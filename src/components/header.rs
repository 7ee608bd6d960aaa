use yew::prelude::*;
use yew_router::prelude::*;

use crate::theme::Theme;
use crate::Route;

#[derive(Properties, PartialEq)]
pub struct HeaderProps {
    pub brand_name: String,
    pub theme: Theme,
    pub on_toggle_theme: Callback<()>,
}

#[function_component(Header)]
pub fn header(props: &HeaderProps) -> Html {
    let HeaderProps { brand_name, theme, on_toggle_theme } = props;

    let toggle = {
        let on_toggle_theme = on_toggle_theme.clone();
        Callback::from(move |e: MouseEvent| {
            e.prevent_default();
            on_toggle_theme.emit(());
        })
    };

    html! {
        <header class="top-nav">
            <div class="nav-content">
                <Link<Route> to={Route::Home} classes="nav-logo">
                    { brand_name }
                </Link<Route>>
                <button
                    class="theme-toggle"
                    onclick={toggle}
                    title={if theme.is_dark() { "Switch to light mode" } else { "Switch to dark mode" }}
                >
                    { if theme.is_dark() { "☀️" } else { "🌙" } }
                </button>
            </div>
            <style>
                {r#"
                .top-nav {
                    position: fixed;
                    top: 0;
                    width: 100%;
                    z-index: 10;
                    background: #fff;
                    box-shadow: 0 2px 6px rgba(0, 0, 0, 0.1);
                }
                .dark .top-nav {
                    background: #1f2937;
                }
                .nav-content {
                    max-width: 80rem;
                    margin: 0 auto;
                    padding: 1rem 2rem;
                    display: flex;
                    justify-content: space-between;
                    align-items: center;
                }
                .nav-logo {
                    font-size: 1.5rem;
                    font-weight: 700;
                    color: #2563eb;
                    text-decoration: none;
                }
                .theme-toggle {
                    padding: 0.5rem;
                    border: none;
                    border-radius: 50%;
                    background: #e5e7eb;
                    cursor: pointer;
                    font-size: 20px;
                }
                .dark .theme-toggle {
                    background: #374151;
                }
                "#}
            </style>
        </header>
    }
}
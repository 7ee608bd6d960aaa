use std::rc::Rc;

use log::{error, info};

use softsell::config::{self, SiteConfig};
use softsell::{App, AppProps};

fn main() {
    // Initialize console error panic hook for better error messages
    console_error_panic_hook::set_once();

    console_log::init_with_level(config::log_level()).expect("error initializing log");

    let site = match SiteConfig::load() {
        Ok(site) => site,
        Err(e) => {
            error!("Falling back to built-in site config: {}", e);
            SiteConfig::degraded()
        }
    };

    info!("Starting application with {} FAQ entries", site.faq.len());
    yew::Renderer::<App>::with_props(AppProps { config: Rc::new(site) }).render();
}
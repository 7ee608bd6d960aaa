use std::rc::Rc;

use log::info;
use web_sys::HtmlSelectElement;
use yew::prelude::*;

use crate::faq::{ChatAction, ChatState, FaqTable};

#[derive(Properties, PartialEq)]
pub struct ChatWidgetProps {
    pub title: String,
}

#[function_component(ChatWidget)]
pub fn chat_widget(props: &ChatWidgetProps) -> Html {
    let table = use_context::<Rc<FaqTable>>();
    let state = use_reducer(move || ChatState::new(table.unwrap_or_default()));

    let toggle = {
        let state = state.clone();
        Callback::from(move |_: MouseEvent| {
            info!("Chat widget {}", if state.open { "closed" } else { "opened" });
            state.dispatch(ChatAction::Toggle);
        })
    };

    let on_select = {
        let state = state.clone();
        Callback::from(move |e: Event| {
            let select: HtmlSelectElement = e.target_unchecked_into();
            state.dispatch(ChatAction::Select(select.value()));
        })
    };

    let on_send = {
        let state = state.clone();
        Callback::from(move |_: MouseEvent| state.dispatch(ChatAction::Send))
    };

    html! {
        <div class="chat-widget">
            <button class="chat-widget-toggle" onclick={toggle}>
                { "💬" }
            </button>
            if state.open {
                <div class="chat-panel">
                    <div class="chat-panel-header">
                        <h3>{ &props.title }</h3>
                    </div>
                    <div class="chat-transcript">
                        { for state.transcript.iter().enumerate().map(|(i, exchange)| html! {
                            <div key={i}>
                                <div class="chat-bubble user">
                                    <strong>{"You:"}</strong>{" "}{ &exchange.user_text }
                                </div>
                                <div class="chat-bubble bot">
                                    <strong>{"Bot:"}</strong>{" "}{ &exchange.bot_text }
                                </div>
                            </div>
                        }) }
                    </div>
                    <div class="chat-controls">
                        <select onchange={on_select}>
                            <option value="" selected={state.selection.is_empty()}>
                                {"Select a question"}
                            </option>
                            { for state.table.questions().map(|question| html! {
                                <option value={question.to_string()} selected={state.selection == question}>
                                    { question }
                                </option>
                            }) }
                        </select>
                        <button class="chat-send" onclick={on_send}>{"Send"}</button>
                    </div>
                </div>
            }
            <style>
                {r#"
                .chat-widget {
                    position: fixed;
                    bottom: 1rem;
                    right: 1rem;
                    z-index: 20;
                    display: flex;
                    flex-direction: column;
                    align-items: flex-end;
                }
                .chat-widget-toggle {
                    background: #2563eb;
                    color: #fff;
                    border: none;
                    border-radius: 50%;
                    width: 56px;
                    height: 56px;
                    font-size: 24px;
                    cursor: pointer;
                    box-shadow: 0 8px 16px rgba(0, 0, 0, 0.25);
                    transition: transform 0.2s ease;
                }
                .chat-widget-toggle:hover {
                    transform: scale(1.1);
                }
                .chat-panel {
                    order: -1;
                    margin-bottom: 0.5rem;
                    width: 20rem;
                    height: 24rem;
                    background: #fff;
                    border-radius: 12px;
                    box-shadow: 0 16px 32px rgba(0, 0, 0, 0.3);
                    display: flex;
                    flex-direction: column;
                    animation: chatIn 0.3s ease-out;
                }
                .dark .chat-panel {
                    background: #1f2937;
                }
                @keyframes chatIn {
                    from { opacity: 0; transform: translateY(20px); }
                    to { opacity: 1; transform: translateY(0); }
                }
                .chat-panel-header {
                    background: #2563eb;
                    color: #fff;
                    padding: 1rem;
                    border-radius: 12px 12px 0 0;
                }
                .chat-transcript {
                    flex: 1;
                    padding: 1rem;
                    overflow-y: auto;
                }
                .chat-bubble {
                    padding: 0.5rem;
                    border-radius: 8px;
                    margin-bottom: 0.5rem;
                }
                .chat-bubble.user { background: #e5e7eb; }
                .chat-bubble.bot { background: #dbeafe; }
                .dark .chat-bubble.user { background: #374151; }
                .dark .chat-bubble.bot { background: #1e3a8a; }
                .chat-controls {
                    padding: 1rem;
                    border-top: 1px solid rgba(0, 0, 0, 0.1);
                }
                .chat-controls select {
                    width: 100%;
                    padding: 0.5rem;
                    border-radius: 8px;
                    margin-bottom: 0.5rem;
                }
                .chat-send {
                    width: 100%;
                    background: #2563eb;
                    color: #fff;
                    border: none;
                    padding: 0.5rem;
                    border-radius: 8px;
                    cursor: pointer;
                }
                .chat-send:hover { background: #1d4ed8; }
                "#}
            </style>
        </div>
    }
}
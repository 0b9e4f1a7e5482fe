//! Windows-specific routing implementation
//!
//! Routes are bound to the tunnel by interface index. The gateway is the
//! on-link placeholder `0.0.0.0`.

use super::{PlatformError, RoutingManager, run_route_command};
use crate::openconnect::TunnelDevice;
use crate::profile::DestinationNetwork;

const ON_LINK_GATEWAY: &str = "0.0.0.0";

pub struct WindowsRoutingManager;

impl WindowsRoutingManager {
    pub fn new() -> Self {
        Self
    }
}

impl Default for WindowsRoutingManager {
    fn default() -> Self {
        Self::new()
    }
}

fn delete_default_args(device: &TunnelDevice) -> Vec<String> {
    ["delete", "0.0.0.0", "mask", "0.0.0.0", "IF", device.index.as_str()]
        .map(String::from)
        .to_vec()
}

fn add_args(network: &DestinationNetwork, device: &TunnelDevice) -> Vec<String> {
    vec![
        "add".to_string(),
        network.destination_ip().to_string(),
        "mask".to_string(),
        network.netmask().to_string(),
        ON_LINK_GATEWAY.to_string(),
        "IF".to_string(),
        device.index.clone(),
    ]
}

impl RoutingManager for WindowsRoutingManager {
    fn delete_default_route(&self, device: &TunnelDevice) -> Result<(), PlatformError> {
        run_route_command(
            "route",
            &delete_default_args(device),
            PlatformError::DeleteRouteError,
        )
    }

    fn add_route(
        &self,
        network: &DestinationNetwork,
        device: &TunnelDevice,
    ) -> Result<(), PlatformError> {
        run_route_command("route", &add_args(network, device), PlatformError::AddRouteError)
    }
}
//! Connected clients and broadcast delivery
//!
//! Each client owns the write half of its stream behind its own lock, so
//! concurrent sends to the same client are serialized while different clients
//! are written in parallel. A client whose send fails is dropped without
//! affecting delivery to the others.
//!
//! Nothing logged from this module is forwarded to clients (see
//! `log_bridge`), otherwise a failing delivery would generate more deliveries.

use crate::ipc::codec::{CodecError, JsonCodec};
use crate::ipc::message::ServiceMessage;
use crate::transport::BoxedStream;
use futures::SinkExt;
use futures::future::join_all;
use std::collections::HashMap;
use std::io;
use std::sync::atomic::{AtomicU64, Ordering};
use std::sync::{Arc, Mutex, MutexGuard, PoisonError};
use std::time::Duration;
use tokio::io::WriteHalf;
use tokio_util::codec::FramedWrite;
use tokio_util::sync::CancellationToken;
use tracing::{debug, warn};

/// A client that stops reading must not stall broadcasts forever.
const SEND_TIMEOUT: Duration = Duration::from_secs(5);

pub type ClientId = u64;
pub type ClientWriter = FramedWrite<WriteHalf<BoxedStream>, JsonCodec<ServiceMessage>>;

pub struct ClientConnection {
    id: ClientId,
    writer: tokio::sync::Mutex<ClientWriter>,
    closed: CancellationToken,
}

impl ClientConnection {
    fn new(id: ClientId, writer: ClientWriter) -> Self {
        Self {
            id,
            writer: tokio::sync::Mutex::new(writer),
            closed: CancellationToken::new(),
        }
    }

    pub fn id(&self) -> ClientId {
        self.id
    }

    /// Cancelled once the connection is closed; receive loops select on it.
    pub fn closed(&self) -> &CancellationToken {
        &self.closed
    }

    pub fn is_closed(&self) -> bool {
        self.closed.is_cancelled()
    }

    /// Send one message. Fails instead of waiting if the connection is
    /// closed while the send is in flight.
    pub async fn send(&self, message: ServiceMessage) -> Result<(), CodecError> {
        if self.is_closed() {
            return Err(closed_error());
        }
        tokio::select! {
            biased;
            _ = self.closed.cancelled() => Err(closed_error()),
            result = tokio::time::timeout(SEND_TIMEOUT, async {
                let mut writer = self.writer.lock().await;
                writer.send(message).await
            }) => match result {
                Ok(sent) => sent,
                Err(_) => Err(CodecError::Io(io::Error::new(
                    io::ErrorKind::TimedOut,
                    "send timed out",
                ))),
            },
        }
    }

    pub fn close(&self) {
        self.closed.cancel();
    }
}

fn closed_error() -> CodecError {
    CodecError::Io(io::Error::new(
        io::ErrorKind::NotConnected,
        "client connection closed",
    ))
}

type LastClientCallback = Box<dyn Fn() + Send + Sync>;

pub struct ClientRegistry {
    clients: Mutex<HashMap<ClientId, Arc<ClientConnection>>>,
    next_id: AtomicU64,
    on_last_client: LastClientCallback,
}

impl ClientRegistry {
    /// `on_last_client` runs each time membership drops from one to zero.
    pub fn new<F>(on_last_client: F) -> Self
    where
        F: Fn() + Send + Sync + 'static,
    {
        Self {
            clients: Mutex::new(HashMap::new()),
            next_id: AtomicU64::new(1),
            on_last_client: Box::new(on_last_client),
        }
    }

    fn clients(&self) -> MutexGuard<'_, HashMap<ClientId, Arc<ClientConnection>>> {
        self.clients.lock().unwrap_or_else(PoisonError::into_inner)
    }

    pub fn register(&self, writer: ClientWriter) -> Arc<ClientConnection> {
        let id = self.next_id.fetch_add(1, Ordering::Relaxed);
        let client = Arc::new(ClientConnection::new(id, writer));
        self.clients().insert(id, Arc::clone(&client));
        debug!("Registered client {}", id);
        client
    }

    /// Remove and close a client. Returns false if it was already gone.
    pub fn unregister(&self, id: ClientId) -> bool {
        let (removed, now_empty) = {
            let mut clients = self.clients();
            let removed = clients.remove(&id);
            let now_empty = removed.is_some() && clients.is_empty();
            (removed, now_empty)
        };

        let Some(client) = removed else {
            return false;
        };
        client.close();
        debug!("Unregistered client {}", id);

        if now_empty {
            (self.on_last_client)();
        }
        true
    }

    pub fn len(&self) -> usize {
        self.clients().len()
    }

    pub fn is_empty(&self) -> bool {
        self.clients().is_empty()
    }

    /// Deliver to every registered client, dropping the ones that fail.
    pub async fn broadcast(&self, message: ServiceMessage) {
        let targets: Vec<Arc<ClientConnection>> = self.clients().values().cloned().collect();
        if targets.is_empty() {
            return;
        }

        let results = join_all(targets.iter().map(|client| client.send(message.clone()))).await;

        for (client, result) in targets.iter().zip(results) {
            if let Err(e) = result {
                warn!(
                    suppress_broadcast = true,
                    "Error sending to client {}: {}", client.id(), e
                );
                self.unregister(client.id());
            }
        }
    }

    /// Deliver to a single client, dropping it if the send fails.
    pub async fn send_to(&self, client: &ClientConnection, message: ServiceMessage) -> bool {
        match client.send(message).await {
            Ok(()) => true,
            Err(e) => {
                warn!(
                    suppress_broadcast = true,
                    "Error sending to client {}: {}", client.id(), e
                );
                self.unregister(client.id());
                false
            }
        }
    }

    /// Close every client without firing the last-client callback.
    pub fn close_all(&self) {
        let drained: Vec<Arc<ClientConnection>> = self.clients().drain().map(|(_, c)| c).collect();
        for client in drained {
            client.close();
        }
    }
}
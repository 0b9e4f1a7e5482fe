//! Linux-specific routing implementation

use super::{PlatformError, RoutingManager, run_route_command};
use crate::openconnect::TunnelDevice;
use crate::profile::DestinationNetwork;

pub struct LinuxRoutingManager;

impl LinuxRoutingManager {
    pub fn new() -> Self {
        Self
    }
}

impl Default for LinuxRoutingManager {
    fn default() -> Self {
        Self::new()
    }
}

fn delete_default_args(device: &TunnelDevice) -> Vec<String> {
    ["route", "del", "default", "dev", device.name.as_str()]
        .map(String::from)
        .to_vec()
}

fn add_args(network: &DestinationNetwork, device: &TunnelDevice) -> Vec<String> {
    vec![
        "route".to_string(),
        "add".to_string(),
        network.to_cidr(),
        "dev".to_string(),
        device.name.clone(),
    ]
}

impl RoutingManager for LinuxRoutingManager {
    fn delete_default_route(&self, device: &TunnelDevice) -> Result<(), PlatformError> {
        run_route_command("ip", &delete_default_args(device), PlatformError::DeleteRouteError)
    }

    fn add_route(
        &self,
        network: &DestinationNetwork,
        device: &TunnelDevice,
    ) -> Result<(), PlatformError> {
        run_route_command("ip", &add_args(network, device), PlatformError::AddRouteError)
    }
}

---

=== Work task ===
Scan the entries above and copy each line where "exchange" occurs.

=== Response to this task ===
                        { for state.transcript.iter().enumerate().map(|(i, exchange)| html! {
                                    <strong>{"You:"}</strong>{" "}{ &exchange.user_text }
                                    <strong>{"Bot:"}</strong>{" "}{ &exchange.bot_text }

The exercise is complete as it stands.